We marked, on 3 March 2019, the first anniversary of the Novichok attack in Salisbury. The commemoration forced us to consider why we still do not seem to place a greater emphasis on the prevention of chemical attacks in public places. The Salisbury attack only actually killed one person, but another two nearly succumbed and a total of 50 people ended up in hospital for assessment or treatment. There is little doubt that this attack could have had an even worse outcome. The potency of the nerve agent, even four months after the attack, was such that it was still capable of having fatal consequences if applied to the skin.

The intended victim of the attack, Sergei Skripal and his daughter Yulia, became exposed to the chemical at their own home – supposedly on their front door handle – before they went to a local pub. From there, they went on to a local restaurant, Zizzi, that they left sometime before being found on the bench in a park. Being in a public place, and carrying traces of a nerve agent, others were at risk. Imagine if Sergei and Yulia, or anyone else who has been in contact with Novichok, had not gone to the local amenities in Salisbury, but had rather been en route to the airport to catch a flight from Heathrow’s Terminal 5.

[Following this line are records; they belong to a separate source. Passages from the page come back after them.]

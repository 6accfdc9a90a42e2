use std::path::PathBuf;

use clap::Parser;

#[derive(Parser, Debug, Clone)]
#[command(name = "pokedex-api", about = "REST API over a collection of Pokémon records")]
pub struct Config {
    /// Address to listen on
    #[arg(long, default_value = "0.0.0.0:3000", env = "POKEDEX_ADDR")]
    pub addr: String,

    /// JSON data file backing the collection. Loaded at startup, rewritten on shutdown.
    /// Without it the collection lives in memory only.
    #[arg(long, env = "POKEDEX_DATA_FILE")]
    pub data_file: Option<PathBuf>,

    /// JSON array of records inserted when the collection starts empty
    #[arg(long, env = "POKEDEX_SEED")]
    pub seed: Option<PathBuf>,
}
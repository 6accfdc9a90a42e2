use crate::filter::Filter;
use crate::sort::Sort;

/// A find request: filter, then sort, then skip, then limit.
///
/// `skip` and `limit` are signed to mirror the wire protocol of document
/// databases: a negative skip is rejected by the store, a negative limit
/// returns at most `|limit|` documents, and a zero limit means no limit.
#[derive(Debug, Clone)]
pub struct FindQuery {
    pub filter: Filter,
    pub sort: Vec<Sort>,
    pub skip: Option<i64>,
    pub limit: Option<i64>,
}

impl Default for FindQuery {
    fn default() -> Self {
        Self {
            filter: Filter::All,
            sort: Vec::new(),
            skip: None,
            limit: None,
        }
    }
}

Heathrow is considered particularly vulnerable because it is the second busiest airport in the world, in terms of international passenger traffic, and, as such, it could facilitate the rapid spread of contamination. The following is a conservative estimation of the massive effects a chemical attack would have on Heathrow, if we extrapolate the number of people affected by the Salisbury attack.

The Salisbury Attack

09:15 – 13:35
Skripals’ car is seen driving in Salisbury at 09:15. The pair come in contact with Novichok
Sergei and Yulia Skripal arrive at Sainsburys’ car park
The Skripals go to the Bishops Mill Pub; then on to the Zizzi restaurant
The pair leave Zizzi
16:15 – 20:00
The police receive reports of the pair being found unconscious:
  • Up to 500 people who visited the Bishops Mill Pub and Zizzi in the same timespan are asked to disinfect their belongings (clothes, jewellery, etc.)
  • 131 are identified as potentially having been in contact with the nerve agent Novichok
  • 48 people are assessed in the hospital in relation to the incident

Hypothetical Heathrow Extrapolation

Terminal 5 in Heathrow Airport saw 31.9 million passengers pass through it in 2017. Dividing by 365 and further down to a timeframe of 2.5 hours, we get the average number of passengers in the same time frame as the Salisbury attack – the timespan for a high risk of contagion equivalent to the time the Skripals were in the pub and at the restaurant. 2.5 average hours at Terminal 5 would amount to 9,104 passengers being in the terminal. In daytime and peak-periods this number would naturally be much higher, but we are looking at this conservatively:

A passenger arrives at Heathrow T5, having very recently been in contact with the nerve agent Novichok
The contaminated passenger has breakfast in one of T5’s coffee shops
The passenger roams the terminal stores and uses the bathroom
The passenger falls ill, and airport security is alarmed
The terminal is closed off and everyone is held for decontamination:
  • Up to 9,104 people who visited T5 in the same timeframe are asked to disinfect their belongings (clothes, jewellery, etc.)
  • 2,385 are identified as potentially having been in contact with the nerve agent Novichok
  • 874 people are assessed in the hospital in relation to the incident

The result of a nerve agent being released in one of the world’s busiest airports would be extremely severe. This is, I am afraid to say, a conservative estimate with a lot of unknown variables. This would require the contaminated passenger falling ill at the airport (as opposed to after flight departure), alarming fellow passengers, airport staff, or security officers. If this realisation is delayed by just a couple of hours, the consequences would be incalculable. The colourless and oily substance could have travelled to five, ten, or 100 different airports before anyone succumbed to its effects, and the situation would, by then, be practically uncontainable and unmitigable.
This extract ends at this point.